▸ WHAT YOU NEED TO DO: From the first line of the data below, repeat each line exactly until you reach the line with "use thiserror::Error;"; include that line too.

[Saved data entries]
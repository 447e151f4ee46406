//! # Error Handling
//!
//! Failures of the materialization run. Data-level absences (unresolvable
//! criteria, missing destinations, unmatched enrichments) are not errors and
//! never reach this module; they are counted and logged by the stages.

use std::path::PathBuf;

use thiserror::Error;

/// Errors raised while loading sources, reading reference files or writing views.
#[derive(Debug, Error)]
pub enum PipelineError {
    #[error("database error: {0}")]
    Database(#[from] sea_orm::DbErr),

    /// A nested JSON column could not be decoded into its expected shape.
    #[error("malformed {column} in {table} row {id}: {source}")]
    MalformedColumn {
        table: &'static str,
        column: &'static str,
        id: i64,
        #[source]
        source: serde_json::Error,
    },

    #[error("failed to read reference file {}: {source}", path.display())]
    ReferenceFile {
        path: PathBuf,
        #[source]
        source: csv::Error,
    },

    #[error("invalid value in reference file {} at line {line}: {message}", path.display())]
    ReferenceRecord {
        path: PathBuf,
        line: u64,
        message: String,
    },
}

impl PipelineError {
    pub fn malformed(
        table: &'static str,
        column: &'static str,
        id: i64,
        source: serde_json::Error,
    ) -> Self {
        Self::MalformedColumn {
            table,
            column,
            id,
            source,
        }
    }

    /// Stable code used as a log field.
    pub fn code(&self) -> &'static str {
        match self {
            Self::Database(_) => "DATABASE_ERROR",
            Self::MalformedColumn { .. } => "MALFORMED_COLUMN",
            Self::ReferenceFile { .. } => "REFERENCE_FILE_UNREADABLE",
            Self::ReferenceRecord { .. } => "REFERENCE_RECORD_INVALID",
        }
    }
}
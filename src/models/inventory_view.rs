//! Inventory view entity model
//!
//! Output relation, one row per product, targeted country and snapshot date.
//! Replaced wholesale on every run; `row_index` is the position of the row in
//! the deterministic output order.

use sea_orm::ActiveModelBehavior;
use sea_orm::entity::prelude::*;
use serde_json::Value as JsonValue;

#[derive(Clone, Debug, PartialEq, DeriveEntityModel)]
#[sea_orm(table_name = "inventory_view")]
pub struct Model {
    #[sea_orm(primary_key, auto_increment = false)]
    pub row_index: i64,
    pub snapshot_date: Date,
    pub merchant_id: i64,
    pub product_id: String,
    pub offer_id: String,
    pub title: Option<String>,
    pub brand: Option<String>,
    pub gtin: Option<String>,
    pub channel: String,
    pub content_language: String,
    pub availability: Option<String>,
    pub targeted_country: String,
    pub is_disapproved: bool,
    pub price_value: Option<f64>,
    pub price_currency: Option<String>,
    pub sale_price_value: Option<f64>,
    pub sale_price_currency: Option<String>,

    /// Sale price when present, list price otherwise
    pub current_price_value: Option<f64>,
    pub current_price_currency: Option<String>,

    pub category_l1: Option<String>,
    pub category_l2: Option<String>,
    pub category_l3: Option<String>,
    pub category_l4: Option<String>,
    pub category_l5: Option<String>,

    /// Last non-empty category level
    pub final_category: Option<String>,

    pub image_link: Option<String>,
    #[sea_orm(column_type = "JsonBinary")]
    pub custom_attributes: JsonValue,
    pub benchmark_price_value: Option<f64>,
    pub benchmark_price_currency: Option<String>,
    pub suggested_price_value: Option<f64>,
    pub suggested_price_currency: Option<String>,
    pub predicted_impressions_change_fraction: Option<f64>,
    pub predicted_clicks_change_fraction: Option<f64>,
    pub predicted_conversions_change_fraction: Option<f64>,
    pub impressions_7d: Option<i64>,
    pub clicks_7d: Option<i64>,
    pub cost_7d: Option<f64>,
    pub conversions_7d: Option<f64>,
    pub conversions_value_7d: Option<f64>,
    pub ctr_7d: Option<f64>,
    pub impressions_30d: Option<i64>,
    pub clicks_30d: Option<i64>,
    pub cost_30d: Option<f64>,
    pub conversions_30d: Option<f64>,
    pub conversions_value_30d: Option<f64>,
    pub ctr_30d: Option<f64>,
}

#[derive(Copy, Clone, Debug, EnumIter, DeriveRelation)]
pub enum Relation {}

impl ActiveModelBehavior for ActiveModel {}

▸ PROBLEM SOLUTION:
repository 447e151f4ee46406
//! # Error Handling
//!
//! Failures of the materialization run. Data-level absences (unresolvable
//! criteria, missing destinations, unmatched enrichments) are not errors and
//! never reach this module; they are counted and logged by the stages.

use std::path::PathBuf;

use thiserror::Error;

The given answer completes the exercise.